* _Instructions for the task_:
Take the lines below beginning at the line that has "let sig = signature::sign_typed_data(signer, &typed_data)?;" and stopping after the line that has "- requirement conversion", and print them exactly as they are, with no other lines.

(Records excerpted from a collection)
= = = =

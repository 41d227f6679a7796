//! Signing and recovery over the EIP-712 typed-data hash.
//!
//! Signing drives a secp256k1 ECDSA primitive over the document's structured
//! hash and renders the result as 65 bytes `r ‖ s ‖ v` with `v ∈ {27, 28}`.
//! Verification recomputes the identical hash, recovers the signer address
//! from the signature, and compares it with the expected payer — on parsed
//! 20-byte values, so address case never matters.

use alloy_primitives::{Address, B256, Bytes, Signature};
use alloy_signer::SignerSync;
use alloy_signer_local::PrivateKeySigner;
use p402::scheme::X402Error;
use std::sync::Arc;

use super::typed_data::TransferTypedData;

/// A trait that abstracts signing operations, allowing both owned signers
/// and `Arc`-wrapped signers.
///
/// Necessary because Alloy's signer traits are not implemented for `Arc<T>`,
/// but callers may want to share a signer across concurrent payments.
pub trait SignerLike {
    /// Returns the address of the signer.
    fn address(&self) -> Address;

    /// Signs the given 32-byte hash.
    ///
    /// # Errors
    ///
    /// Returns the underlying primitive's error if signing fails.
    fn sign_hash(&self, hash: &B256) -> Result<Signature, alloy_signer::Error>;
}

impl SignerLike for PrivateKeySigner {
    fn address(&self) -> Address {
        Self::address(self)
    }

    fn sign_hash(&self, hash: &B256) -> Result<Signature, alloy_signer::Error> {
        self.sign_hash_sync(hash)
    }
}

impl<T: SignerLike> SignerLike for Arc<T> {
    fn address(&self) -> Address {
        (**self).address()
    }

    fn sign_hash(&self, hash: &B256) -> Result<Signature, alloy_signer::Error> {
        (**self).sign_hash(hash)
    }
}

/// Signs a typed-data document, returning the 65-byte `r ‖ s ‖ v` signature.
///
/// `r` and `s` are 32 bytes each, big-endian, zero-padded; `v` is rendered
/// as 27 or 28. The key material is borrowed only for the duration of this
/// call and never captured in any diagnostic.
///
/// # Errors
///
/// Returns [`X402Error::SigningError`] if the ECDSA primitive fails.
#[cfg_attr(feature = "telemetry", tracing::instrument(skip_all, err))]
pub fn sign_typed_data<S: SignerLike>(
    signer: &S,
    typed_data: &TransferTypedData,
) -> Result<Bytes, X402Error> {
    let hash = typed_data.signing_hash();
    let signature = signer
        .sign_hash(&hash)
        .map_err(|e| X402Error::SigningError(e.to_string()))?;
    Ok(signature.as_bytes().into())
}

/// Verifies a signature over a typed-data document against an expected
/// signer address.
///
/// Accepts recovery ids in `{0, 1, 27, 28}`: a `v` below 27 is normalized by
/// adding 27, so signatures from non-normalizing signers verify too. Any
/// other recovery id, or an unrecoverable signature, yields `Ok(false)` —
/// verification mismatch is a normal boolean outcome, never an error.
///
/// # Errors
///
/// Returns [`X402Error::MalformedInput`] only when the signature is not
/// exactly 65 bytes.
#[cfg_attr(feature = "telemetry", tracing::instrument(skip_all, err))]
pub fn verify_typed_data(
    signature: &[u8],
    typed_data: &TransferTypedData,
    expected_signer: Address,
) -> Result<bool, X402Error> {
    if signature.len() != 65 {
        return Err(X402Error::MalformedInput(format!(
            "signature must be 65 bytes, got {}",
            signature.len()
        )));
    }
    let Ok(parsed) = Signature::from_raw(signature) else {
        return Ok(false);
    };
    let parsed = parsed.normalized_s();
    let hash = typed_data.signing_hash();
    Ok(parsed
        .recover_address_from_prehash(&hash)
        .is_ok_and(|recovered| recovered == expected_signer))
}
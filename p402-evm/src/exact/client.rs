//! Payer-side payload lifecycle for the "exact" scheme.
//!
//! Orchestrates the forward-only flow from server-issued payment
//! requirements to a signed payment payload: build an unsigned authorization
//! with a fresh nonce and validity window, assemble the typed-data document,
//! sign it, and attach the signature as a new immutable value. Encoding the
//! result for transport lives in [`p402::proto::headers`].

use alloy_primitives::{Address, B256};
use p402::proto::v1 as proto_v1;
use p402::scheme::{ExactScheme, X402Error};
use p402::timestamp::UnixTimestamp;
use rand::RngExt;
use rand::rng;

use crate::exact::signature::{self, SignerLike};
use crate::exact::typed_data;
use crate::exact::types::{Eip3009Authorization, Eip3009Payload, ExactPayload, v1};

fn as_concrete(
    requirements: &proto_v1::PaymentRequirements,
) -> Result<v1::PaymentRequirements, X402Error> {
    if requirements.scheme != ExactScheme::VALUE {
        return Err(X402Error::UnsupportedScheme(requirements.scheme.clone()));
    }
    requirements.as_concrete().ok_or_else(|| {
        X402Error::InvalidRequirements("malformed amount or address".to_owned())
    })
}

/// Builds an unsigned payment payload from server-issued requirements.
///
/// The authorization copies the required amount verbatim, opens its validity
/// window at the current time, closes it `maxTimeoutSeconds` later, and
/// carries a fresh cryptographically random 32-byte nonce — independent on
/// every call, even for identical inputs.
///
/// # Errors
///
/// - [`X402Error::UnsupportedScheme`] for any scheme other than `"exact"`
/// - [`X402Error::InvalidRequirements`] for a malformed amount or address,
///   or a zero timeout (which would make the validity window empty)
#[cfg_attr(feature = "telemetry", tracing::instrument(skip_all, err))]
pub fn build_unsigned_payload(
    payer: Address,
    requirements: &proto_v1::PaymentRequirements,
) -> Result<v1::PaymentPayload, X402Error> {
    let concrete = as_concrete(requirements)?;
    if concrete.max_timeout_seconds == 0 {
        return Err(X402Error::InvalidRequirements(
            "maxTimeoutSeconds must be positive".to_owned(),
        ));
    }

    let valid_after = UnixTimestamp::now();
    let valid_before = valid_after + concrete.max_timeout_seconds;
    let nonce = B256::from(rng().random::<[u8; 32]>());

    let authorization = Eip3009Authorization {
        from: payer,
        to: concrete.pay_to,
        value: concrete.max_amount_required,
        valid_after,
        valid_before,
        nonce,
    };

    Ok(v1::PaymentPayload {
        x402_version: proto_v1::V1,
        scheme: ExactScheme,
        network: concrete.network,
        payload: ExactPayload::Eip3009(Eip3009Payload {
            signature: None,
            authorization,
        }),
    })
}

/// Signs an unsigned payload and returns a new payload carrying the
/// signature; the input payload is untouched.
///
/// The typed-data document is rebuilt from the requirements and the
/// payload's own authorization, so the signature binds exactly the fields a
/// verifier will reconstruct.
///
/// # Errors
///
/// Propagates requirement conversion errors, [`X402Error::UnsupportedNetwork`]
/// from typed-data construction, and [`X402Error::SigningError`] from the
/// ECDSA primitive.
#[cfg_attr(feature = "telemetry", tracing::instrument(skip_all, err))]
pub fn attach_signature<S: SignerLike>(
    signer: &S,
    requirements: &proto_v1::PaymentRequirements,
    unsigned: &v1::PaymentPayload,
) -> Result<v1::PaymentPayload, X402Error> {
    let concrete = as_concrete(requirements)?;
    let signed = match &unsigned.payload {
        ExactPayload::Eip3009(inner) => {
            let typed_data = typed_data::typed_data_for(&concrete, &inner.authorization)?;
            let sig = signature::sign_typed_data(signer, &typed_data)?;
            inner.with_signature(sig)
        }
    };

    Ok(v1::PaymentPayload {
        x402_version: unsigned.x402_version,
        scheme: unsigned.scheme,
        network: unsigned.network.clone(),
        payload: ExactPayload::Eip3009(signed),
    })
}

/// Builds and signs a payment payload in one step, with the signer's own
/// address as the payer.
///
/// # Errors
///
/// See [`build_unsigned_payload`] and [`attach_signature`].
pub fn sign_payment<S: SignerLike>(
    signer: &S,
    requirements: &proto_v1::PaymentRequirements,
) -> Result<v1::PaymentPayload, X402Error> {
    let unsigned = build_unsigned_payload(signer.address(), requirements)?;
    attach_signature(signer, requirements, &unsigned)
}

/// Verifies a signed payload against its requirements and an expected payer.
///
/// Rebuilds the typed-data document the same way [`attach_signature`] does
/// and checks the signature recovers the expected address.
///
/// # Errors
///
/// - requirement conversion and typed-data errors, as in [`attach_signature`]
/// - [`X402Error::MalformedInput`] if the payload carries no signature or a
///   signature of the wrong byte length
#[cfg_attr(feature = "telemetry", tracing::instrument(skip_all, err))]
pub fn verify_payment(
    requirements: &proto_v1::PaymentRequirements,
    payload: &v1::PaymentPayload,
    expected_signer: Address,
) -> Result<bool, X402Error> {
    let concrete = as_concrete(requirements)?;
    match &payload.payload {
        ExactPayload::Eip3009(inner) => {
            let sig = inner.signature.as_ref().ok_or_else(|| {
                X402Error::MalformedInput("payload carries no signature".to_owned())
            })?;
            let typed_data = typed_data::typed_data_for(&concrete, &inner.authorization)?;
            signature::verify_typed_data(sig, &typed_data, expected_signer)
        }
    }
}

= = = =

* _Solution_:
            let sig = signature::sign_typed_data(signer, &typed_data)?;
            inner.with_signature(sig)
        }
    };

    Ok(v1::PaymentPayload {
        x402_version: unsigned.x402_version,
        scheme: unsigned.scheme,
        network: unsigned.network.clone(),
        payload: ExactPayload::Eip3009(signed),
    })
}

/// Builds and signs a payment payload in one step, with the signer's own
/// address as the payer.
///
/// # Errors
///
/// See [`build_unsigned_payload`] and [`attach_signature`].
pub fn sign_payment<S: SignerLike>(
    signer: &S,
    requirements: &proto_v1::PaymentRequirements,
) -> Result<v1::PaymentPayload, X402Error> {
    let unsigned = build_unsigned_payload(signer.address(), requirements)?;
    attach_signature(signer, requirements, &unsigned)
}

/// Verifies a signed payload against its requirements and an expected payer.
///
/// Rebuilds the typed-data document the same way [`attach_signature`] does
/// and checks the signature recovers the expected address.
///
/// # Errors
///
/// - requirement conversion and typed-data errors, as in [`attach_signature`]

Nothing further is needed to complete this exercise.